Внутриводный лед имеет рыхлую структуру. Пузыри воздуха, бегущие из акваланга, нарушают стройный ледяной орнамент, и стенка из льда легко рассыпается. Мимо меня проплывают отдельные пластины распавшихся кристаллов. Каждая пластина полупрозрачна, покрыта замысловатым геометрическим орнаментом и имеет остро заточенные края. Каждый кристалл, состоящий из нескольких пластин, пересекающихся под различными углами и в разных плоскостях, соединяется с другими кристаллами. Конец одного кристалла является началом другого. На стенке — сотовая конструкция из многопластинчатых кристаллов. Между пластинками остается свободное пространство. Через этот ледяной лабиринт иногда проплывают небольшие рыбки и скрываются в толще ледяной губки. На глубине 10–15 м между отдельными кристаллами льда — россыпи морских ежей и небольшие ветки мягких кораллов. Часто ежи сидят прямо между пластинами. Плавно шевелю ластами, поток воды легко поднимает кристаллы и относит их на другое место, где они совершают мягкую посадку.

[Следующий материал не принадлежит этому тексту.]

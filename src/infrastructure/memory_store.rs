use std::num::NonZeroU32;
use std::sync::atomic::{AtomicU32, Ordering};
use std::sync::{Mutex, MutexGuard};
use std::time::Duration;

use async_trait::async_trait;

use crate::domain::store::{StoreError, TodoStore};
use crate::domain::todo::{Todo, TodoId};

/// Titles the collection starts with when seeded.
pub const SEED_TITLES: [&str; 3] = ["Go to the Gym", "Do homework", "Go to grocery store"];

/// When simulated requests should fail with a transport fault.
#[derive(Debug, Clone, Copy, PartialEq, Eq, Default)]
pub enum FaultPolicy {
    #[default]
    Never,
    /// Forced failure on every operation.
    Always,
    /// Deterministic periodic failure: the n-th, 2n-th, ... operations fail.
    EveryNth(NonZeroU32),
}

/// Authoritative in-memory todo collection posing as a remote service:
/// every operation sleeps for the configured latency and may trip the
/// fault policy before touching the collection.
pub struct MemoryStore {
    inner: Mutex<Inner>,
    latency: Duration,
    policy: FaultPolicy,
    op_count: AtomicU32,
}

struct Inner {
    todos: Vec<Todo>,
    next_id: u64,
}

impl MemoryStore {
    pub fn new() -> Self {
        Self {
            inner: Mutex::new(Inner { todos: Vec::new(), next_id: 1 }),
            latency: Duration::ZERO,
            policy: FaultPolicy::Never,
            op_count: AtomicU32::new(0),
        }
    }

    /// Collection pre-populated with the given titles, ids assigned from 1.
    pub fn seeded<I, T>(titles: I) -> Self
    where
        I: IntoIterator<Item = T>,
        T: Into<String>,
    {
        let store = Self::new();
        {
            let mut inner = store.locked();
            for title in titles {
                let id = TodoId(inner.next_id);
                inner.next_id += 1;
                inner.todos.push(Todo { id, title: title.into() });
            }
        }
        store
    }

    pub fn with_latency(mut self, latency: Duration) -> Self {
        self.latency = latency;
        self
    }

    pub fn with_faults(mut self, policy: FaultPolicy) -> Self {
        self.policy = policy;
        self
    }

    fn locked(&self) -> MutexGuard<'_, Inner> {
        self.inner.lock().expect("store mutex poisoned")
    }

    /// Simulated network leg shared by every operation: latency first,
    /// then the fault policy.
    async fn round_trip(&self) -> Result<(), StoreError> {
        if !self.latency.is_zero() {
            tokio::time::sleep(self.latency).await;
        }
        let tripped = match self.policy {
            FaultPolicy::Never => false,
            FaultPolicy::Always => true,
            FaultPolicy::EveryNth(n) => {
                (self.op_count.fetch_add(1, Ordering::Relaxed) + 1) % n.get() == 0
            }
        };
        if tripped {
            tracing::warn!("injected transport fault");
            return Err(StoreError::Transport);
        }
        Ok(())
    }
}

impl Default for MemoryStore {
    fn default() -> Self {
        Self::new()
    }
}

#[async_trait]
impl TodoStore for MemoryStore {
    async fn list(&self) -> Result<Vec<Todo>, StoreError> {
        self.round_trip().await?;
        Ok(self.locked().todos.clone())
    }

    async fn create(&self, title: &str) -> Result<(), StoreError> {
        self.round_trip().await?;
        if title.is_empty() {
            return Err(StoreError::EmptyTitle);
        }
        let mut inner = self.locked();
        // The counter only ever advances, so ids are never reused even
        // after deletions.
        let id = TodoId(inner.next_id);
        inner.next_id += 1;
        inner.todos.push(Todo { id, title: title.to_string() });
        tracing::debug!(%id, "created todo");
        Ok(())
    }

    async fn update(&self, id: TodoId, title: &str) -> Result<(), StoreError> {
        self.round_trip().await?;
        if title.is_empty() {
            return Err(StoreError::EmptyTitle);
        }
        let mut inner = self.locked();
        let todo = inner
            .todos
            .iter_mut()
            .find(|t| t.id == id)
            .ok_or(StoreError::NotFound(id))?;
        todo.title = title.to_string();
        tracing::debug!(%id, "updated todo");
        Ok(())
    }

    async fn delete(&self, id: TodoId) -> Result<(), StoreError> {
        self.round_trip().await?;
        // Absent ids are a silent no-op.
        self.locked().todos.retain(|t| t.id != id);
        tracing::debug!(%id, "deleted todo");
        Ok(())
    }
}

#[cfg(test)]
mod tests {
    use super::*;

    fn titles(todos: &[Todo]) -> Vec<&str> {
        todos.iter().map(|t| t.title.as_str()).collect()
    }

    #[tokio::test]
    async fn seeded_collection_lists_in_insertion_order() {
        let store = MemoryStore::seeded(SEED_TITLES);
        let todos = store.list().await.unwrap();
        assert_eq!(
            titles(&todos),
            vec!["Go to the Gym", "Do homework", "Go to grocery store"]
        );
        assert_eq!(
            todos.iter().map(|t| t.id).collect::<Vec<_>>(),
            vec![TodoId(1), TodoId(2), TodoId(3)]
        );
    }

    #[tokio::test]
    async fn create_appends_with_next_id() {
        let store = MemoryStore::seeded(SEED_TITLES);
        store.create("Buy milk").await.unwrap();
        let todos = store.list().await.unwrap();
        assert_eq!(todos.len(), 4);
        assert_eq!(todos[3], Todo { id: TodoId(4), title: "Buy milk".into() });
    }

    #[tokio::test]
    async fn ids_are_never_reused_after_delete() {
        let store = MemoryStore::new();
        store.create("a").await.unwrap();
        store.create("b").await.unwrap();
        store.delete(TodoId(2)).await.unwrap();
        store.create("c").await.unwrap();
        let todos = store.list().await.unwrap();
        assert_eq!(
            todos.iter().map(|t| t.id).collect::<Vec<_>>(),
            vec![TodoId(1), TodoId(3)]
        );
    }

    #[tokio::test]
    async fn update_replaces_title_in_place() {
        let store = MemoryStore::seeded(SEED_TITLES);
        store.update(TodoId(2), "Do all homework").await.unwrap();
        let todos = store.list().await.unwrap();
        assert_eq!(todos[1], Todo { id: TodoId(2), title: "Do all homework".into() });
        assert_eq!(todos[0].title, "Go to the Gym");
        assert_eq!(todos[2].title, "Go to grocery store");
    }

    #[tokio::test]
    async fn update_missing_id_is_not_found_and_leaves_collection_unchanged() {
        let store = MemoryStore::seeded(SEED_TITLES);
        let before = store.list().await.unwrap();
        let err = store.update(TodoId(99), "nope").await.unwrap_err();
        assert_eq!(err, StoreError::NotFound(TodoId(99)));
        assert_eq!(store.list().await.unwrap(), before);
    }

    #[tokio::test]
    async fn delete_missing_id_is_a_silent_no_op() {
        let store = MemoryStore::seeded(SEED_TITLES);
        let before = store.list().await.unwrap();
        store.delete(TodoId(99)).await.unwrap();
        assert_eq!(store.list().await.unwrap(), before);
    }

    #[tokio::test]
    async fn empty_title_is_rejected() {
        let store = MemoryStore::seeded(SEED_TITLES);
        assert_eq!(store.create("").await.unwrap_err(), StoreError::EmptyTitle);
        assert_eq!(store.update(TodoId(1), "").await.unwrap_err(), StoreError::EmptyTitle);
        assert_eq!(store.list().await.unwrap().len(), 3);
    }

    #[tokio::test]
    async fn sequential_mutations_net_out_exactly() {
        let store = MemoryStore::seeded(SEED_TITLES);
        store.create("Buy milk").await.unwrap();
        store.update(TodoId(2), "Do all homework").await.unwrap();
        store.delete(TodoId(1)).await.unwrap();
        let todos = store.list().await.unwrap();
        assert_eq!(
            todos,
            vec![
                Todo { id: TodoId(2), title: "Do all homework".into() },
                Todo { id: TodoId(3), title: "Go to grocery store".into() },
                Todo { id: TodoId(4), title: "Buy milk".into() },
            ]
        );
    }

    #[tokio::test]
    async fn forced_faults_fail_every_operation() {
        let store = MemoryStore::seeded(SEED_TITLES).with_faults(FaultPolicy::Always);
        assert_eq!(store.list().await.unwrap_err(), StoreError::Transport);
        assert_eq!(store.create("x").await.unwrap_err(), StoreError::Transport);
        assert_eq!(store.update(TodoId(1), "x").await.unwrap_err(), StoreError::Transport);
        assert_eq!(store.delete(TodoId(1)).await.unwrap_err(), StoreError::Transport);
    }

    #[tokio::test]
    async fn every_nth_fault_is_periodic() {
        let store =
            MemoryStore::seeded(SEED_TITLES).with_faults(FaultPolicy::EveryNth(NonZeroU32::new(2).unwrap()));
        assert!(store.list().await.is_ok());
        assert_eq!(store.list().await.unwrap_err(), StoreError::Transport);
        assert!(store.list().await.is_ok());
        assert_eq!(store.list().await.unwrap_err(), StoreError::Transport);
    }

    #[tokio::test(start_paused = true)]
    async fn latency_delays_but_does_not_change_results() {
        let store = MemoryStore::seeded(SEED_TITLES).with_latency(Duration::from_millis(150));
        let todos = store.list().await.unwrap();
        assert_eq!(todos.len(), 3);
    }
}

Снизу мне хорошо видна поверхность припая. Вертикально вниз свисают громадные (диаметром до двух метров) люстры и кусты из кристаллов внутриводного льда. По направлению к открытому морю они постепенно уменьшаются в размере. Лучи солнца просвечивают через эту неплотную массу сверкающих пластин, и они светятся так, будто внутрь такого куста поместили источник света.

Хотя внутриводный лед давно известен специалистам, механизм его образования в настоящее время изучен мало. Считают, что появление внутриводного льда в акватории Мирного связано с обилием айсбергов и особенностями местных подледных течений. Айсберги переохлаждают воду и понижают ее соленость. «Распресненная» вода как более легкая находится в верхнем горизонте, непосредственно соприкасаясь со льдом припая. В ней и образуются кристаллы внутриводного льда. Кроме того, полагают, что образование внутриводного льда связано со взаимодействием морской воды, имеющей отрицательную температуру порядка двух градусов, с телами, температура которых значительно ниже. В природе такими «телами» являются скалы острова. Этот конденсатор холода вызывает интенсивный рост кристаллов внутриводного льда на стене острова и нижней поверхности припая вплоть до таких глубин, на которых действие конденсатора холода — острова и аккумулятора тепла — моря уравновешиваются.

* * *

Ночью разыгралась пурга. Через два дня ненастье кончилось. Снова солнце и тепло. Едем погружаться. Пушкин бежит в столовую и приносит коробку с провизией — наш обед. Мешки с водолазным бельем грузим в кузов вездехода; следом влезаем мы сами. Теперь — к гаражу, за аквалангами.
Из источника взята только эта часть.